*** Opening of Records for the task ***
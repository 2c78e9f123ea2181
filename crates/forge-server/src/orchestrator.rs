//! Session orchestrator — drives generation runs against the engine.
//!
//! Each client command becomes one handler invocation. Run handlers
//! (create, continue, regenerate, retry) own the full lifecycle of one
//! engine run: status acknowledgment, persistence, progress emission,
//! completion or failure. Question handlers (user response, skip)
//! resolve pending ask-human waits owned by a concurrently running
//! handler.

use std::path::Path;
use std::sync::{Arc, Mutex};
use std::time::Duration;

use async_trait::async_trait;
use tracing::{error, info, instrument, warn};

use forge_core::{
    MessageKind, ProgressTracker, ProjectId, QuestionId, QuestionMode, ServerFrame,
};
use forge_engine::callbacks::{RunCallbacks, TaskUpdate};
use forge_engine::context::{continuation_prompt, RoundEntry};
use forge_engine::service::{ContinuationRequest, GenerationEngine, GenerationRequest};
use forge_engine::templates::{get_template, render_prompt};
use forge_store::messages::MessageRepo;
use forge_store::projects::{ProjectRepo, ProjectRow, ProjectStatus};
use forge_store::Database;

use crate::client::{ClientId, ClientRegistry};
use crate::questions::PendingQuestions;

/// How long an ask-human wait blocks before falling back to defaults.
pub const DEFAULT_QUESTION_TIMEOUT: Duration = Duration::from_secs(300);

/// Answer handed to the engine when the user never responded.
pub const TIMEOUT_ANSWER: &str = "[TIMEOUT - Use default behavior]";
/// Answer handed to the engine when the user explicitly skipped.
pub const SKIP_ANSWER: &str = "[SKIPPED - Use default behavior]";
*** Close of Records for the task ***
**About this exercise:**
Search the entries above for the word "user" and copy each line where it appears.

**Reply to the task:**
//! completion or failure. Question handlers (user response, skip)
/// Answer handed to the engine when the user never responded.
/// Answer handed to the engine when the user explicitly skipped.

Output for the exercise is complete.